I agree with the majority that there is a split of authority regarding the scope of the United States Supreme Court’s holding in Lawrence v. Texas, 539 U.S. 558, 123 S.Ct. 2472, 156 L.Ed.2d 508 (2003). However, unlike the majority, I believe that the United States Court of Appeals for the Fifth Circuit correctly interpreted Lawrence in Reliable Consultants, Inc. v. Earle, 517 F.3d 738 (5th Cir.2008). Therefore, I respectfully dissent.
As recognized by the Fifth Circuit, Lawrence recognized as a constitutional right the “right to be free from governmental intrusion regarding ‘the most private human [conduct], sexual behavior.’ ” Reliable Consultants, 517 F.3d at 744 (quoting Lawrence, 539 U.S. at 567,123 S.Ct. 2472). This right of “adult consensual sexual intimacy in the home,” Lawrence, 539 U.S. at 564, 123 S.Ct. 2472, was grounded upon the “vital interests in liberty and privacy protected by the Due Process Clause of the Fourteenth Amendment.” Id.

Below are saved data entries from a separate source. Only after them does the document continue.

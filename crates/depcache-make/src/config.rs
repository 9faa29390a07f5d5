//! Build configuration loaded from `depcache.toml`

use depcache_core::CacheOptions;
use serde::{Deserialize, Serialize};
use std::path::{Path, PathBuf};
use thiserror::Error;

/// Config file looked up at the project root.
pub const CONFIG_FILE: &str = "depcache.toml";

#[derive(Error, Debug)]
pub enum ConfigError {
    #[error("Failed to read config {path}: {source}")]
    Read {
        path: String,
        source: std::io::Error,
    },

    #[error("Failed to parse config {path}: {source}")]
    Parse {
        path: String,
        source: toml::de::Error,
    },

    #[error("Invalid configuration: {0}")]
    Validation(String),
}

/// Main configuration for a build round driver
#[derive(Debug, Clone, PartialEq, Serialize, Deserialize)]
pub struct MakeConfig {
    /// Root of persisted cache state, relative to the project root
    #[serde(default = "default_cache_dir")]
    pub cache_dir: PathBuf,

    /// Where compiled class files live, relative to the project root
    #[serde(default = "default_output_dir")]
    pub output_dir: PathBuf,

    #[serde(default)]
    pub propagation: PropagationConfig,

    #[serde(default)]
    pub store: StoreConfig,
}

/// Knobs of the dependency propagation rules
#[derive(Debug, Clone, PartialEq, Serialize, Deserialize)]
pub struct PropagationConfig {
    /// Attribute member references to the class that actually declares the
    /// member when the bytecode names a subclass that only inherits it.
    #[serde(default = "default_true")]
    pub resolve_inherited_member_refs: bool,

    /// Marker interface of remote (RMI) classes
    #[serde(default = "default_remote_marker")]
    pub remote_marker: String,

    /// Root of the class hierarchy
    #[serde(default = "default_root_class")]
    pub root_class: String,
}

#[derive(Debug, Clone, PartialEq, Serialize, Deserialize)]
pub struct StoreConfig {
    /// Referencer-set keys buffered before an eviction flush
    #[serde(default = "default_pending_limit")]
    pub pending_limit: usize,
}

fn default_cache_dir() -> PathBuf {
    PathBuf::from(depcache_core::layout::CACHE_DIR)
}

fn default_output_dir() -> PathBuf {
    PathBuf::from("out")
}

fn default_true() -> bool {
    true
}

fn default_remote_marker() -> String {
    "java.rmi.Remote".to_string()
}

fn default_root_class() -> String {
    "java.lang.Object".to_string()
}

fn default_pending_limit() -> usize {
    depcache_core::ReferencerSets::DEFAULT_PENDING_LIMIT
}

impl Default for MakeConfig {
    fn default() -> Self {
        Self {
            cache_dir: default_cache_dir(),
            output_dir: default_output_dir(),
            propagation: PropagationConfig::default(),
            store: StoreConfig::default(),
        }
    }
}

impl Default for PropagationConfig {
    fn default() -> Self {
        Self {
            resolve_inherited_member_refs: true,
            remote_marker: default_remote_marker(),
            root_class: default_root_class(),
        }
    }
}

impl Default for StoreConfig {
    fn default() -> Self {
        Self {
            pending_limit: default_pending_limit(),
        }
    }
}

impl MakeConfig {
    /// Load `depcache.toml` from `root`, falling back to defaults when absent.
    pub fn load(root: &Path) -> Result<Self, ConfigError> {
        let path = root.join(CONFIG_FILE);
        if !path.exists() {
            tracing::debug!("No {} in {}, using defaults", CONFIG_FILE, root.display());
            return Ok(Self::default());
        }
        Self::read_toml_file(&path)
    }

    /// Read TOML config file
    pub fn read_toml_file(path: &Path) -> Result<Self, ConfigError> {
        let content = std::fs::read_to_string(path).map_err(|source| ConfigError::Read {
            path: path.display().to_string(),
            source,
        })?;
        let config: MakeConfig = toml::from_str(&content).map_err(|source| ConfigError::Parse {
            path: path.display().to_string(),
            source,
        })?;
        config.validate()?;
        tracing::info!("Loaded configuration from {}", path.display());
        Ok(config)
    }

    fn validate(&self) -> Result<(), ConfigError> {
        if self.store.pending_limit == 0 {
            return Err(ConfigError::Validation(
                "store.pending_limit must be at least 1".to_string(),
            ));
        }
        if self.propagation.root_class.is_empty() {
            return Err(ConfigError::Validation(
                "propagation.root_class must not be empty".to_string(),
            ));
        }
        Ok(())
    }

    pub fn cache_options(&self) -> CacheOptions {
        CacheOptions {
            pending_limit: self.store.pending_limit,
        }
    }

    /// Cache directory resolved against the project root.
    pub fn cache_path(&self, root: &Path) -> PathBuf {
        root.join(&self.cache_dir)
    }

    /// Class output directory resolved against the project root.
    pub fn output_path(&self, root: &Path) -> PathBuf {
        root.join(&self.output_dir)
    }
}
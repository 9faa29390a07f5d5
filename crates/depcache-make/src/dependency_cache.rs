//! Round driver over the persisted snapshot and the freshly compiled one
//!
//! A round is: import every recompiled class, then [`DependencyCache::update`]
//! and [`DependencyCache::find_dependent_classes`] in either order. The next
//! import after an update starts a new round.

use crate::collaborators::{BuildContext, ClassReader, NoSourceSearch, OutputDirContext, SourceSearcher};
use crate::config::{MakeConfig, PropagationConfig};
use crate::processor::DependencyProcessor;
use crate::reader::JsonClassReader;
use depcache_core::{
    descriptor, layout, Cache, GraphNavigator, MemberKind, MemberRef, RawClass, RecordId, Result, SymbolId,
    SymbolTable,
};
use std::collections::BTreeSet;
use std::path::{Path, PathBuf};
use std::sync::Arc;

/// Working sets of one compilation round.
#[derive(Debug, Default)]
pub struct RoundState {
    /// Classes whose declaration is merged into the persisted snapshot on update.
    pub to_update: BTreeSet<SymbolId>,
    /// Classes whose changes are propagated.
    pub traverse_roots: BTreeSet<SymbolId>,
    processed_roots: BTreeSet<SymbolId>,
    pub source_removed: BTreeSet<SymbolId>,
    /// Roots whose superclass or interface list changed.
    pub superlist_changed: BTreeSet<SymbolId>,
    pub marked: BTreeSet<SymbolId>,
    /// Marked regardless of being recompiled already.
    pub force_marked: BTreeSet<SymbolId>,
    pub no_longer_remote: BTreeSet<SymbolId>,
    merged: bool,
}

impl RoundState {
    fn mark(&mut self, old: &Cache, new: &Cache, q: SymbolId, force: bool) -> bool {
        if !old.contains_class(q) || self.source_removed.contains(&q) {
            return false;
        }
        if !force && new.contains_class(q) {
            return false;
        }
        if force {
            self.force_marked.insert(q);
        }
        self.marked.insert(q)
    }
}

/// What a change processor sees of the round: both snapshots, the working
/// sets and the collaborators.
pub(crate) struct Propagation<'a> {
    pub old: &'a Cache,
    pub new: &'a Cache,
    pub state: &'a mut RoundState,
    pub searcher: &'a dyn SourceSearcher,
    pub config: &'a PropagationConfig,
}

impl Propagation<'_> {
    pub fn symbols(&self) -> &SymbolTable {
        self.old.symbols()
    }

    pub fn is_marked(&self, q: SymbolId) -> bool {
        self.state.marked.contains(&q)
    }

    /// Mark `q` for recompilation because of a change in `cause`.
    pub fn mark(&mut self, q: SymbolId, force: bool, reason: &str, cause: SymbolId) -> bool {
        let marked = self.state.mark(self.old, self.new, q, force);
        if marked {
            tracing::debug!(
                "Mark dependent class {}; reason: {} {}",
                self.symbols().display(q),
                reason,
                self.symbols().display(cause)
            );
        }
        marked
    }
}

pub struct DependencyCache {
    cache_dir: Option<PathBuf>,
    symbols: Arc<SymbolTable>,
    old: Cache,
    new: Cache,
    state: RoundState,
    config: PropagationConfig,
    reader: Box<dyn ClassReader>,
    searcher: Box<dyn SourceSearcher>,
    context: Box<dyn BuildContext>,
}

impl std::fmt::Debug for DependencyCache {
    fn fmt(&self, f: &mut std::fmt::Formatter<'_>) -> std::fmt::Result {
        f.debug_struct("DependencyCache")
            .field("cache_dir", &self.cache_dir)
            .field("old", &self.old)
            .field("new", &self.new)
            .field("state", &self.state)
            .finish()
    }
}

In my opinion, § 13A-12-200.2, Ala. Code 1975, by generally banning the sale of sexual devices, “impermissibly burdens the individual’s substantive due process right to engage in private intimate conduct of his or her choosing.” Reliable Consultants, 517 F.3d at 744. More specifically, “[a]n individual who wants to legally use a safe sexual device during private intimate moments alone or with another is unable to legally purchase a device in [Alabama], which heavily burdens a constitutional right.” Id.
In upholding the constitutionality of § 13A-12-200.2, the majority embraces the reasoning and the holding of the United States Court of Appeals for the Eleventh Circuit in Williams v. Morgan, 478 F.3d 1316 (11th Cir.2007). Thus, according to the majority, Lawrence is not controlling because, it reasons, “the statute in Lawrence criminalized private sexual activity while the Alabama statute prohibits public, commercial activity.” 45 So.3d at 341. This, according to the majority, is important because “to the extent that Lawrence rejected public morality as a legitimate governmental interest, it invalidated only those laws that involved both private and noncommercial activity.” 45 So.3d at 341. In my opinion, the majority’s focus is unduly narrow and ignores the burden the statute places on private sexual activity. It is clear that United States “Supreme Court cases hold that ... restricting the ability to purchase an item is tantamount to restricting that item’s use.” Reliable Consultants, 517 F.3d at 743.
The majority finds it significant that “the Texas statute in Lawrence involved a discrete class of individuals [homosexuals] targeted for discrimination out of simple hostility, where no such class is targeted in the Alabama statute.” 45 So.3d at 341. In my opinion, this is a distinction without any significance. As the Fifth Circuit *347Court of Appeals noted, the Supreme Court “explicitly rested its holding [in Lawrence] on substantive due process, not equal protection.” Reliable Consultants, 517 F.3d at 744.
COBB, C.J., concurs.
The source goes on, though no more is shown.